(Goal of the exercise): Take each line below that has "find" and copy it.

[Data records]
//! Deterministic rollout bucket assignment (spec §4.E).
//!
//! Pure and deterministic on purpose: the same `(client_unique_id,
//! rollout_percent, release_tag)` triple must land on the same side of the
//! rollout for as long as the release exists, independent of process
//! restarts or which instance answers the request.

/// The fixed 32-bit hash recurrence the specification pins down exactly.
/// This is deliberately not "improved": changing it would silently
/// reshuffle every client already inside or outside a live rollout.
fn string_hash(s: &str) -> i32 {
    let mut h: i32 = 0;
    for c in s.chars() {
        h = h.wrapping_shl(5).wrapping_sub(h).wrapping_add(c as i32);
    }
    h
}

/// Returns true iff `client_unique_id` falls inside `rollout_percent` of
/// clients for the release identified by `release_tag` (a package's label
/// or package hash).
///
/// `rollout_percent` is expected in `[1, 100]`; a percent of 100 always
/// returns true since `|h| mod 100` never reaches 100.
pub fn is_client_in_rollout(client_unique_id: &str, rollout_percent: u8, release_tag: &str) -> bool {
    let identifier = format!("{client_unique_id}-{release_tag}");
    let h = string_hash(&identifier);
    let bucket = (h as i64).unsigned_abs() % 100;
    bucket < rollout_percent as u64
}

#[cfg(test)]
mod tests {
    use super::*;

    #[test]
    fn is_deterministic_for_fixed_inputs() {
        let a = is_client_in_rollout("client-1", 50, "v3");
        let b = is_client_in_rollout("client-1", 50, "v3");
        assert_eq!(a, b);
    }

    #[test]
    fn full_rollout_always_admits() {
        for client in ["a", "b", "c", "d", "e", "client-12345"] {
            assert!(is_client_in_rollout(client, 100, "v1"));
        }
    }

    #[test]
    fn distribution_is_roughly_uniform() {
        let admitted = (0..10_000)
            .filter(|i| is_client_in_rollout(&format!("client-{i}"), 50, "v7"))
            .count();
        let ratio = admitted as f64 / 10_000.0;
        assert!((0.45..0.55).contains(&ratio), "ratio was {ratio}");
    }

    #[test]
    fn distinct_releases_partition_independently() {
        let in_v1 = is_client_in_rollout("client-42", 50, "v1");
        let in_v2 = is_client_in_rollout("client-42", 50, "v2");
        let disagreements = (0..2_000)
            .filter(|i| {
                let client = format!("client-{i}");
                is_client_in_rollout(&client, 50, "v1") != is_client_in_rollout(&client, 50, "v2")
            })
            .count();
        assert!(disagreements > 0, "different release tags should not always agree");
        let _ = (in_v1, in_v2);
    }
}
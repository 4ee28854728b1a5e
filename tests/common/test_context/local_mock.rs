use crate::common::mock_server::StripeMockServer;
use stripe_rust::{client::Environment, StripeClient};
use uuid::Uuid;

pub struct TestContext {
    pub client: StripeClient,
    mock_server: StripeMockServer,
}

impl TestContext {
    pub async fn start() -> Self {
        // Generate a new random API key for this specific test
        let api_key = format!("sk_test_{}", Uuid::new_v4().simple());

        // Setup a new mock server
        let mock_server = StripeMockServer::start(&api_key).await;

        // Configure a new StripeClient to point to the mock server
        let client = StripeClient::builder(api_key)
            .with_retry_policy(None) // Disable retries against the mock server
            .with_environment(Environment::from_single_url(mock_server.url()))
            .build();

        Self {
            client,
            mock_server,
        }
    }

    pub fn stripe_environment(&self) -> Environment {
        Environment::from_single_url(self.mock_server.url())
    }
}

...

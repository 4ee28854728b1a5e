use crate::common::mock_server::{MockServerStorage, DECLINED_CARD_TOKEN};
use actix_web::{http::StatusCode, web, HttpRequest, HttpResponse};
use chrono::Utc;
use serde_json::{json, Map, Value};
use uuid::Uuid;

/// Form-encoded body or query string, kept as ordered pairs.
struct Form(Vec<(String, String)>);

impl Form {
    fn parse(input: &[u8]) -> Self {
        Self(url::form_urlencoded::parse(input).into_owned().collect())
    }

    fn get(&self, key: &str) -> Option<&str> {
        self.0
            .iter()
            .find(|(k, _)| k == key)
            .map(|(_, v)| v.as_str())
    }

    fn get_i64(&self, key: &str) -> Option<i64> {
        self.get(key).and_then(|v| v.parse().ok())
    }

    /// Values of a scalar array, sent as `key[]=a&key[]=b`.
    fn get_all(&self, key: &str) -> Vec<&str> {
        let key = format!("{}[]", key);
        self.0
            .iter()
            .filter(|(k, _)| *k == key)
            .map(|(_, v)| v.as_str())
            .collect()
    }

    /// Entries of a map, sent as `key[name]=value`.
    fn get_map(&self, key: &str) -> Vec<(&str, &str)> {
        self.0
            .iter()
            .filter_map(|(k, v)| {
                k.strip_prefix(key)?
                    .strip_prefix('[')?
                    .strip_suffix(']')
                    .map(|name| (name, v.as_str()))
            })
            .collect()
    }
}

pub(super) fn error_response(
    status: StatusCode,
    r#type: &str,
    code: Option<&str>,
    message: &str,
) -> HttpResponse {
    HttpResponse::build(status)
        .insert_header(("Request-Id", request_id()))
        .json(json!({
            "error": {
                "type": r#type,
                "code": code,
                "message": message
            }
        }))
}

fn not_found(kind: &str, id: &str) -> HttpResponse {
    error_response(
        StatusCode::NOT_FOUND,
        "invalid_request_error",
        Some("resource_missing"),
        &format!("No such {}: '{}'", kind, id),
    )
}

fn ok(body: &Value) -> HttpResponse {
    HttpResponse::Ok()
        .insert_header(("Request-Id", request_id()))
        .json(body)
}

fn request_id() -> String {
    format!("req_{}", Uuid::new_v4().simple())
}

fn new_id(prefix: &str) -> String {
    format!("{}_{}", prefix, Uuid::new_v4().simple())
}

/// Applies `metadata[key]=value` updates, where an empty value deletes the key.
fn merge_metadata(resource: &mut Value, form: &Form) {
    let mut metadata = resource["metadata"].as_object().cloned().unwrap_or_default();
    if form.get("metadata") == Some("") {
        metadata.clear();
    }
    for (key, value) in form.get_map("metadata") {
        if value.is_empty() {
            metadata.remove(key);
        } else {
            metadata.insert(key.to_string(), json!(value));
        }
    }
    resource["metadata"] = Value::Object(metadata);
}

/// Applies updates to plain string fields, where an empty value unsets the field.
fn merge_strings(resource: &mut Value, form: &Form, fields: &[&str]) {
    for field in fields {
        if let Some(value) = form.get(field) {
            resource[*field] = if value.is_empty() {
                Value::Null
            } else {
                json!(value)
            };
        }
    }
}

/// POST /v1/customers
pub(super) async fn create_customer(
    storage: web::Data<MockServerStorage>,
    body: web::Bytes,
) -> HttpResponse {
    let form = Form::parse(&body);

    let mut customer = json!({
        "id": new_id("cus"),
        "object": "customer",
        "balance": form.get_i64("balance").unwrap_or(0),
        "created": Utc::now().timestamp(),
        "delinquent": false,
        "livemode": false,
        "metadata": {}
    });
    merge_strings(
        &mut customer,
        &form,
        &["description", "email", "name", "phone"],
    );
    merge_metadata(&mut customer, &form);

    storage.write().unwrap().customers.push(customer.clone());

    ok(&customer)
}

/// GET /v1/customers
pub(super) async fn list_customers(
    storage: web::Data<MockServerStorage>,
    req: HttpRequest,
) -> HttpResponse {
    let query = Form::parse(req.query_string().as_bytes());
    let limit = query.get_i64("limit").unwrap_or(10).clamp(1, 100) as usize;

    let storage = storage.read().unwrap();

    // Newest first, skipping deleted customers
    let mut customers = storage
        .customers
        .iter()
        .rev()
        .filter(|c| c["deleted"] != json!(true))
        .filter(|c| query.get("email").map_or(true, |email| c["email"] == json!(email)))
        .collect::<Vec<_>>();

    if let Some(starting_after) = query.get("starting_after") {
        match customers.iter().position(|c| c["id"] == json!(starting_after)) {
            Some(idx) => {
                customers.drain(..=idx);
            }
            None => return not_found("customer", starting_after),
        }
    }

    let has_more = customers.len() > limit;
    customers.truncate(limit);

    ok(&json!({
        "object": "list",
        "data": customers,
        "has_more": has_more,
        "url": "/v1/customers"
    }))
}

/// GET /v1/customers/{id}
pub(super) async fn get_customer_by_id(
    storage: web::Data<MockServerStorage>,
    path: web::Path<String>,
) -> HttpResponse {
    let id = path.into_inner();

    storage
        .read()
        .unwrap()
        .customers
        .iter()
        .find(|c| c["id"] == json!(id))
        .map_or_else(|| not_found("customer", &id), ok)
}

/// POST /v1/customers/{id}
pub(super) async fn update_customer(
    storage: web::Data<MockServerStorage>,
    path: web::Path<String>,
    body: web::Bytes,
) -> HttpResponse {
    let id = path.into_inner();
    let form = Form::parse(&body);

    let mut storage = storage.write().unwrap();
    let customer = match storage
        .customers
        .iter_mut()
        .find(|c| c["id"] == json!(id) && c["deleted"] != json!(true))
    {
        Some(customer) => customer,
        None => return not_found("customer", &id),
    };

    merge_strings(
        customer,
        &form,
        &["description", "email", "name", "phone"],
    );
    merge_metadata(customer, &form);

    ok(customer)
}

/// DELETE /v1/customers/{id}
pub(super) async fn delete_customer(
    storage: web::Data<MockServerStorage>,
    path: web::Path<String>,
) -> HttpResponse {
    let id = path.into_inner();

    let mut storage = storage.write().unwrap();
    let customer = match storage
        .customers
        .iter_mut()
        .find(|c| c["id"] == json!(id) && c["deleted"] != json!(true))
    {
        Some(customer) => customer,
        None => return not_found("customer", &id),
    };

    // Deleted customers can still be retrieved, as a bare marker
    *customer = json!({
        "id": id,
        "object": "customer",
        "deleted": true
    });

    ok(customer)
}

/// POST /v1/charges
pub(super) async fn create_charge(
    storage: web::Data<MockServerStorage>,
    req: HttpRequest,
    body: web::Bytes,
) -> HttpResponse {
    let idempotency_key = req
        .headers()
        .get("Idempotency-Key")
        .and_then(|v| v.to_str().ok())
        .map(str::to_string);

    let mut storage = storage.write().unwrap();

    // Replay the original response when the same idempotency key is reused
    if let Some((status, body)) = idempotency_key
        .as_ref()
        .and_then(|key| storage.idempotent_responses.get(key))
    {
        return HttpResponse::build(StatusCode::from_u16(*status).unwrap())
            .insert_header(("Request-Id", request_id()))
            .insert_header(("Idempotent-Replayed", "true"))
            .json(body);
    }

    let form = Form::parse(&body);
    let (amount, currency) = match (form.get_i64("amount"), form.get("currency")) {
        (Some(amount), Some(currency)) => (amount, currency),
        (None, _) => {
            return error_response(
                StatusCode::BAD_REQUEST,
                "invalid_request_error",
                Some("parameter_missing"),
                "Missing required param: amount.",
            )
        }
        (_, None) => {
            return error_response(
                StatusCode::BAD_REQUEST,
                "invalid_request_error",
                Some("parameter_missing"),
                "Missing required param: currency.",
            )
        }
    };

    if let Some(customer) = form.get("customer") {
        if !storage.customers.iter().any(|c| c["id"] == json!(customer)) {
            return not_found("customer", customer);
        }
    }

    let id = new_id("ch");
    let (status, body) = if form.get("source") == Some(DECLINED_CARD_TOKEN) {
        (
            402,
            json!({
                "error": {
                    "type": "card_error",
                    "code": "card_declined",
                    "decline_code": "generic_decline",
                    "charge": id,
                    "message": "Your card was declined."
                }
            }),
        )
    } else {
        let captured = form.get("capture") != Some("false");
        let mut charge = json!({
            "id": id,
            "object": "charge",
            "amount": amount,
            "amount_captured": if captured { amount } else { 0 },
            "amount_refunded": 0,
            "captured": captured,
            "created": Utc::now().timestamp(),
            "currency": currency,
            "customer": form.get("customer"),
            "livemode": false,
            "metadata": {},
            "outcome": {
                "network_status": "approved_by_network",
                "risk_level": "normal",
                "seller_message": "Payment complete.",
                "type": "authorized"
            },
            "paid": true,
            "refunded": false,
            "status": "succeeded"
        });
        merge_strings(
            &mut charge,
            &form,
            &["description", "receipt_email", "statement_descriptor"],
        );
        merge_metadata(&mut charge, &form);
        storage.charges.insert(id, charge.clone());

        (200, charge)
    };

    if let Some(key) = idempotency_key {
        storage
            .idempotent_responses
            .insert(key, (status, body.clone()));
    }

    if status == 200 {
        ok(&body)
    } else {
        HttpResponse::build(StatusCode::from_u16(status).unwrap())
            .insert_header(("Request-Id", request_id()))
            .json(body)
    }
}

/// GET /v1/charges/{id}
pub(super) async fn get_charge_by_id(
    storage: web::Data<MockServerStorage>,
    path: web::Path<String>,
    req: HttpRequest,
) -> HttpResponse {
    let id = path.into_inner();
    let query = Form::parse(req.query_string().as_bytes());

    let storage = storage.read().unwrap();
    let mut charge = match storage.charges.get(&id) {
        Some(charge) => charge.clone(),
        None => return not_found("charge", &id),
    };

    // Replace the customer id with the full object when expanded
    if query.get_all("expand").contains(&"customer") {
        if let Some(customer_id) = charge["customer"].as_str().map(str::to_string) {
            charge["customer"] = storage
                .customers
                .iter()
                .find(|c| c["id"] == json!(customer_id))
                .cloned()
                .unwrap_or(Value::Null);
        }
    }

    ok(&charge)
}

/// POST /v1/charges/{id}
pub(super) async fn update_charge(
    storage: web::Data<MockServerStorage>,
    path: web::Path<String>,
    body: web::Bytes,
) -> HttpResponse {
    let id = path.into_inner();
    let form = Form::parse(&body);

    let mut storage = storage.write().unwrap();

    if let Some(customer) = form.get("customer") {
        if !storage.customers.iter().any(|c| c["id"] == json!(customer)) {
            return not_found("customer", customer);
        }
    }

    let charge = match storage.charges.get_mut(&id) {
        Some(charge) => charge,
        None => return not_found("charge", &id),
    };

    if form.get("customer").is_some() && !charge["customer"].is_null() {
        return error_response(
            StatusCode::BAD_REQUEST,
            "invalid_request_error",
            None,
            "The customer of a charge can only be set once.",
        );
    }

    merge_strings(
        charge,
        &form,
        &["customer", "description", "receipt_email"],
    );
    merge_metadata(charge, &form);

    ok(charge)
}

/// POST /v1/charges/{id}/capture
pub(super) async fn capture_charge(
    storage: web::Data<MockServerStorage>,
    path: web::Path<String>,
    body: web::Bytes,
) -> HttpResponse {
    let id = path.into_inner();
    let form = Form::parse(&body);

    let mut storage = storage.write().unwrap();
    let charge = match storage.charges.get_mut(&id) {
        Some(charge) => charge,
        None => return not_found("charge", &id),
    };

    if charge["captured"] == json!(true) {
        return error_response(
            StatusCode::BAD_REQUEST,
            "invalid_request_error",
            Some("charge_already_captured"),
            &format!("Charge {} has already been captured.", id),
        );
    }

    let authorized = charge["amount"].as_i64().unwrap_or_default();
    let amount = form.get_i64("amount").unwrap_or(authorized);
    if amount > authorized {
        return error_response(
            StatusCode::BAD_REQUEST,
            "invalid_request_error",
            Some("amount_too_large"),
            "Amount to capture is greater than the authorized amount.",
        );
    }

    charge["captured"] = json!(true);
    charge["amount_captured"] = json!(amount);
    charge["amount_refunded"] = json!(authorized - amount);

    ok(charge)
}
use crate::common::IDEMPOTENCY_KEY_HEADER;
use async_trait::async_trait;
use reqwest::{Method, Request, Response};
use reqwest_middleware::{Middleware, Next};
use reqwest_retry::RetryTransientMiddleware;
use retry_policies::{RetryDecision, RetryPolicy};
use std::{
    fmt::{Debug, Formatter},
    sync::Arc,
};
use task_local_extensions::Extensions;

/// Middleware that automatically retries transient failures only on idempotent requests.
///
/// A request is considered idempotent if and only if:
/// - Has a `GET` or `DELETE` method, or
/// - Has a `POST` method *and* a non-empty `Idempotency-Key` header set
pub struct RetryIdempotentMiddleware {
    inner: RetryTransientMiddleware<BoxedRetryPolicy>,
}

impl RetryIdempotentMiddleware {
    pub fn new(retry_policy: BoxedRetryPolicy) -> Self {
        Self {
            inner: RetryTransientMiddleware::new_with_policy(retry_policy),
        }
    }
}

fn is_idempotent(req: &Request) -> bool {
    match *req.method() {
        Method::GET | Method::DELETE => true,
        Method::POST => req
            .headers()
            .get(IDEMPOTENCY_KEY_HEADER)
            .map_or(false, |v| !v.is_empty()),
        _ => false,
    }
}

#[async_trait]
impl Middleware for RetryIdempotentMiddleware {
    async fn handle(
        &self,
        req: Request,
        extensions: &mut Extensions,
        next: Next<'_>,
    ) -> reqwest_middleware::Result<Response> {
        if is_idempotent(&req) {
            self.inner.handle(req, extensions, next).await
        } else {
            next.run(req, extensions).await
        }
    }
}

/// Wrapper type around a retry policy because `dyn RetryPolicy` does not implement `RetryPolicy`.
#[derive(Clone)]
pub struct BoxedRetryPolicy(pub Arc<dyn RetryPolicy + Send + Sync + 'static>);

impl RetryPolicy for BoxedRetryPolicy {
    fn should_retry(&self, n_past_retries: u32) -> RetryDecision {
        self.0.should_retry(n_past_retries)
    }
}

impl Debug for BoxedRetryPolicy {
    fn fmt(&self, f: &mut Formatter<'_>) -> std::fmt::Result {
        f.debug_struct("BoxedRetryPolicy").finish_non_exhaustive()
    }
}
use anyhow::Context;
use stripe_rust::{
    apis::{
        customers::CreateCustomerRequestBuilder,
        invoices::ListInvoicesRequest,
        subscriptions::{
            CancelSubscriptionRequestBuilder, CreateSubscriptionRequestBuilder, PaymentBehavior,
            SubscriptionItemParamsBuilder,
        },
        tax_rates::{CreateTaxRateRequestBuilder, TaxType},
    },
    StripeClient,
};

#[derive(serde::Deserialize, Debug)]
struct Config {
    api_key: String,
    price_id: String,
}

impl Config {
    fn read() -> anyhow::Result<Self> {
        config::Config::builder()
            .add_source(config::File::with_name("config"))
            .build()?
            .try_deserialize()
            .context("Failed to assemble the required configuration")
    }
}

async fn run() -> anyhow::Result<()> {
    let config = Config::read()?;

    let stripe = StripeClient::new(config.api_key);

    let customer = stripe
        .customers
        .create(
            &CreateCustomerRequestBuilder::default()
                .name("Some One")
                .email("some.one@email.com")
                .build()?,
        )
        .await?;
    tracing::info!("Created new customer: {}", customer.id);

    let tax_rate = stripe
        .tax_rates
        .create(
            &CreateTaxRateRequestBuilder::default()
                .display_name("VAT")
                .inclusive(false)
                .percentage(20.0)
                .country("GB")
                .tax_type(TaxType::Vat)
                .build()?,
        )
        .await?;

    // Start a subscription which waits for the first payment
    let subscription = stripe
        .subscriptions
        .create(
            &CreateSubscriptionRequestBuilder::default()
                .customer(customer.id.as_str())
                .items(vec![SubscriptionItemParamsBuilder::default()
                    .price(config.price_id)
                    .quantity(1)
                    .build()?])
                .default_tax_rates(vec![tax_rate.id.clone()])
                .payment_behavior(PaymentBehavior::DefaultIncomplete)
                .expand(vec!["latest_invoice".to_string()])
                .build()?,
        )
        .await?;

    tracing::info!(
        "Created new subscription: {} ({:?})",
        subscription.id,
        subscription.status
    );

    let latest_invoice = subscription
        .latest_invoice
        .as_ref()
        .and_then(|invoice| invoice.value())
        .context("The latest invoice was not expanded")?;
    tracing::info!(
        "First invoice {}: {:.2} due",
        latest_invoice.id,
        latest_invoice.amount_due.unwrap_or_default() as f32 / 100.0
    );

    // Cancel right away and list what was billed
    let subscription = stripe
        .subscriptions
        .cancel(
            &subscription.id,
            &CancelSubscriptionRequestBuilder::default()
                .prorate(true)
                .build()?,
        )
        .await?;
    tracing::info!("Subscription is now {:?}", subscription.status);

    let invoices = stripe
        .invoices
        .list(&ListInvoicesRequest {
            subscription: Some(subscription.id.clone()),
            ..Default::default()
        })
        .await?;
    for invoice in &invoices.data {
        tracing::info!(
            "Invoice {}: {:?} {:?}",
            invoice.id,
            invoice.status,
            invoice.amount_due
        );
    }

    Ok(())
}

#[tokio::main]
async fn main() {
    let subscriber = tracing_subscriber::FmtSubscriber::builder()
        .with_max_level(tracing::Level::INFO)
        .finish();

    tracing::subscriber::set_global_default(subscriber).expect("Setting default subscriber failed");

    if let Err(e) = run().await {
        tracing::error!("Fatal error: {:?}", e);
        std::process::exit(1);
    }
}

(Result of this exercise):
            .find(|(k, _)| k == key)
        .find(|c| c["id"] == json!(id))
        .find(|c| c["id"] == json!(id) && c["deleted"] != json!(true))
        .find(|c| c["id"] == json!(id) && c["deleted"] != json!(true))
                .find(|c| c["id"] == json!(customer_id))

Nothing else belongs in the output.